Ходасевич утверждал, — и правильно утверждал, — что сам по себе факт пребывания на чужой земле не составляет для творчества препятствия и ссылался на эмиграцию французскую, польскую, и даже на Данте. По-своему он повторял довод Бунина на счет Белевского уезда: люди мы, мол, взрослые, Россию помним, языка русского не забываем, — что же может помешать нам писать в Париже, Шанхае или в Нью-Йорке так же хорошо, так же усердно и обильно, как писали мы в Москве или Киеве?

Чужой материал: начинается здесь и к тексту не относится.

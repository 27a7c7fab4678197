//! Turns a [`LogEntry`] into styled text segments, independent of any UI toolkit.

use serde::{Deserialize, Serialize};

use crate::category::{Category, Icon, NavTarget, Presentation, Rgb};
use crate::entry::{EntryId, LogEntry};
use crate::error::{FeedError, Result};

/// Word of a sprint-completion description replaced by the sprint name.
pub const SPRINT_PLACEHOLDER: &str = "$Sprint$";

#[derive(Debug, Clone, Copy, PartialEq, Eq, Serialize)]
#[serde(rename_all = "snake_case")]
pub enum SegmentStyle {
    Plain,
    /// Inline emphasis, used for the sprint name.
    Highlight,
    /// The object an entry refers to (issue title, member name, ...).
    Object,
}

#[derive(Debug, Clone, PartialEq, Eq, Serialize)]
pub struct Segment {
    pub text: String,
    pub style: SegmentStyle,
}

impl Segment {
    fn new(text: impl Into<String>, style: SegmentStyle) -> Self {
        Self {
            text: text.into(),
            style,
        }
    }
}

/// Everything a view needs to draw one entry.
#[derive(Debug, Clone, PartialEq, Serialize)]
pub struct RenderedEntry {
    pub id: EntryId,
    pub date: String,
    pub time: String,
    pub category: Option<&'static str>,
    pub icon: Icon,
    pub color: Rgb,
    pub description: Vec<Segment>,
    pub object: Vec<Segment>,
    pub navigation: Option<NavTarget>,
}

impl RenderedEntry {
    pub fn description_text(&self) -> String {
        join(&self.description)
    }

    pub fn object_text(&self) -> String {
        join(&self.object)
    }

    /// Description followed by the object, as one line of plain text.
    pub fn plain_text(&self) -> String {
        let description = self.description_text();
        let object = self.object_text();
        if object.is_empty() {
            description
        } else if description.is_empty() || description.ends_with(char::is_whitespace) {
            format!("{}{}", description, object)
        } else {
            format!("{} {}", description, object)
        }
    }

    pub fn is_navigable(&self) -> bool {
        self.navigation.is_some()
    }
}

fn join(segments: &[Segment]) -> String {
    segments.iter().map(|segment| segment.text.as_str()).collect()
}

#[derive(Debug, Deserialize)]
struct SprintSummary {
    #[serde(default)]
    name: Option<String>,
    #[serde(default)]
    issues: Vec<String>,
}

/// Renders one entry. Fails only for a sprint-completion entry whose object
/// is not valid sprint JSON.
pub fn render_entry(entry: &LogEntry) -> Result<RenderedEntry> {
    let category = entry.category();
    let presentation = Presentation::for_code(entry.kind);

    let (description, object) = match category {
        Some(Category::SprintCompleted) => {
            let sprint: SprintSummary =
                serde_json::from_str(&entry.object).map_err(|source| FeedError::SprintObject {
                    id: entry.id.clone(),
                    source,
                })?;
            (
                sprint_description(&entry.description, sprint.name.as_deref()),
                sprint_issues(&sprint.issues),
            )
        }
        _ => plain_parts(entry),
    };

    Ok(RenderedEntry {
        id: entry.id.clone(),
        date: entry.date.clone(),
        time: entry.time.clone(),
        category: category.map(Category::label),
        icon: presentation.icon,
        color: presentation.color,
        description,
        object,
        navigation: category.and_then(|category| category.navigation(entry.issue_id.as_ref())),
    })
}

/// Like [`render_entry`], but falls back to the raw description and object
/// instead of failing.
pub fn render_entry_lenient(entry: &LogEntry) -> RenderedEntry {
    match render_entry(entry) {
        Ok(rendered) => rendered,
        Err(e) => {
            tracing::warn!(error = %e, "rendering entry as raw text");
            let presentation = Presentation::for_code(entry.kind);
            let (description, object) = plain_parts(entry);
            RenderedEntry {
                id: entry.id.clone(),
                date: entry.date.clone(),
                time: entry.time.clone(),
                category: entry.category().map(Category::label),
                icon: presentation.icon,
                color: presentation.color,
                description,
                object,
                navigation: None,
            }
        }
    }
}

fn plain_parts(entry: &LogEntry) -> (Vec<Segment>, Vec<Segment>) {
    let description = vec![Segment::new(entry.description.as_str(), SegmentStyle::Plain)];
    let object = if entry.object.is_empty() {
        Vec::new()
    } else {
        vec![Segment::new(entry.object.as_str(), SegmentStyle::Object)]
    };
    (description, object)
}

fn sprint_description(description: &str, name: Option<&str>) -> Vec<Segment> {
    let name = match name {
        Some(name) if !name.is_empty() => name,
        _ => return vec![Segment::new(description, SegmentStyle::Plain)],
    };

    let mut segments = Vec::new();
    let mut plain = String::new();
    for (index, word) in description.split(' ').enumerate() {
        if index > 0 {
            plain.push(' ');
        }
        if word == SPRINT_PLACEHOLDER {
            if !plain.is_empty() {
                segments.push(Segment::new(std::mem::take(&mut plain), SegmentStyle::Plain));
            }
            segments.push(Segment::new(
                format!("Sprint {}", name),
                SegmentStyle::Highlight,
            ));
        } else {
            plain.push_str(word);
        }
    }
    if !plain.is_empty() {
        segments.push(Segment::new(plain, SegmentStyle::Plain));
    }
    segments
}

fn sprint_issues(issues: &[String]) -> Vec<Segment> {
    let mut segments = Vec::with_capacity(issues.len() * 2);
    for (index, issue) in issues.iter().enumerate() {
        if index > 0 {
            segments.push(Segment::new(", ", SegmentStyle::Plain));
        }
        segments.push(Segment::new(issue.as_str(), SegmentStyle::Object));
    }
    segments
}

#[cfg(test)]
mod tests {
    use super::*;
    use chrono::TimeZone;

    fn entry(kind: u32, description: &str, object: &str, issue_id: Option<i64>) -> LogEntry {
        LogEntry {
            id: EntryId::Int(1),
            kind,
            description: description.to_string(),
            object: object.to_string(),
            issue_id: issue_id.map(EntryId::Int),
            timestamp: Some(chrono::Utc.with_ymd_and_hms(2021, 6, 1, 9, 0, 0).unwrap()),
            date: "June 01, 2021".to_string(),
            time: "09:00 AM".to_string(),
        }
    }

    #[test]
    fn test_sprint_completion_is_expanded() {
        let item = entry(
            13,
            "Completed $Sprint$ with 2 issues",
            r#"{"name":"Alpha","issues":["Fix login","Update docs"]}"#,
            None,
        );
        let rendered = render_entry(&item).unwrap();

        assert_eq!(rendered.description_text(), "Completed Sprint Alpha with 2 issues");
        assert_eq!(
            rendered.description[1],
            Segment::new("Sprint Alpha", SegmentStyle::Highlight)
        );
        assert_eq!(rendered.object_text(), "Fix login, Update docs");
        assert_eq!(
            rendered
                .object
                .iter()
                .filter(|s| s.style == SegmentStyle::Object)
                .count(),
            2
        );
        assert!(!rendered.is_navigable());
    }

    #[test]
    fn test_sprint_without_name_keeps_description() {
        let item = entry(13, "Completed $Sprint$", r#"{"name":"","issues":[]}"#, None);
        let rendered = render_entry(&item).unwrap();
        assert_eq!(rendered.description_text(), "Completed $Sprint$");
        assert!(rendered.object.is_empty());
    }

    #[test]
    fn test_malformed_sprint_object_is_an_error() {
        let item = entry(13, "Completed $Sprint$", "Alpha", None);
        assert!(matches!(
            render_entry(&item),
            Err(FeedError::SprintObject { .. })
        ));

        let lenient = render_entry_lenient(&item);
        assert_eq!(lenient.plain_text(), "Completed $Sprint$ Alpha");
    }

    #[test]
    fn test_deleted_issue_never_navigates() {
        let rendered = render_entry(&entry(2, "deleted issue", "Old bug", Some(5))).unwrap();
        assert_eq!(rendered.navigation, None);
        assert_eq!(rendered.category, Some("Issues deleted"));
    }

    #[test]
    fn test_plain_entry_links_to_issue() {
        let rendered = render_entry(&entry(0, "created issue", "Login page", Some(5))).unwrap();
        assert_eq!(rendered.plain_text(), "created issue Login page");
        assert_eq!(
            rendered.navigation.map(|target| target.path()),
            Some("/dashboard/issue/5".to_string())
        );
    }

    #[test]
    fn test_unknown_code_uses_fallback() {
        let rendered = render_entry(&entry(40, "did something", "", None)).unwrap();
        assert_eq!(rendered.icon, Icon::Pushpin);
        assert_eq!(rendered.color.to_string(), "#a7a4a4");
        assert_eq!(rendered.category, None);
        assert_eq!(rendered.navigation, None);
    }
}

Кое-что, однако, помешать может. Было бы странно, если бы в эмигрантской литературе безмятежное спокойствие оказалось одной из основных черт. Правда, чуть-чуть было, пожалуй, его все-таки больше, чем естественно было бы ждать, — и этого незачем затушевывать. Не следует заниматься тем, что в советской критике называется «лакировкой действительности», и менее всего, конечно, при посильно беспристрастном подведении итогов. Да, в этих итогах плюсов больше, чем минусов, но есть и минусы, притом такие, которые по самой принадлежности своей к категориям, не вполне совпадающим с категориями художественными или отвлеченно-умозрительными, не искупаются плюсами и не сводятся ими на нет. Никакого стройного баланса подвести нельзя, разве что стремясь во что бы то ни стало сгладить все углы, любой ценой подвести все под одну мерку, — скажу это еще раз… Но если и был некоторый избыток невозмутимости, то именно потому, в конце концов, что не нашлось у нас Толстых и Достоевских, а вовсе не потому, что в факте эмиграции не заключалось бы повода для тревоги. Наша литература жила — и живет до сих пор — в очень трудной духовной обстановке, и это вызывает — даже оправдывает — двойственное к ней отношение. С одной стороны, тянет иногда предъявить ей особый счет, с другой, — хотя и в силу тех же соображений, — заставляет признать неизбежными некоторые ее слабости, и некоторую ее растерянность.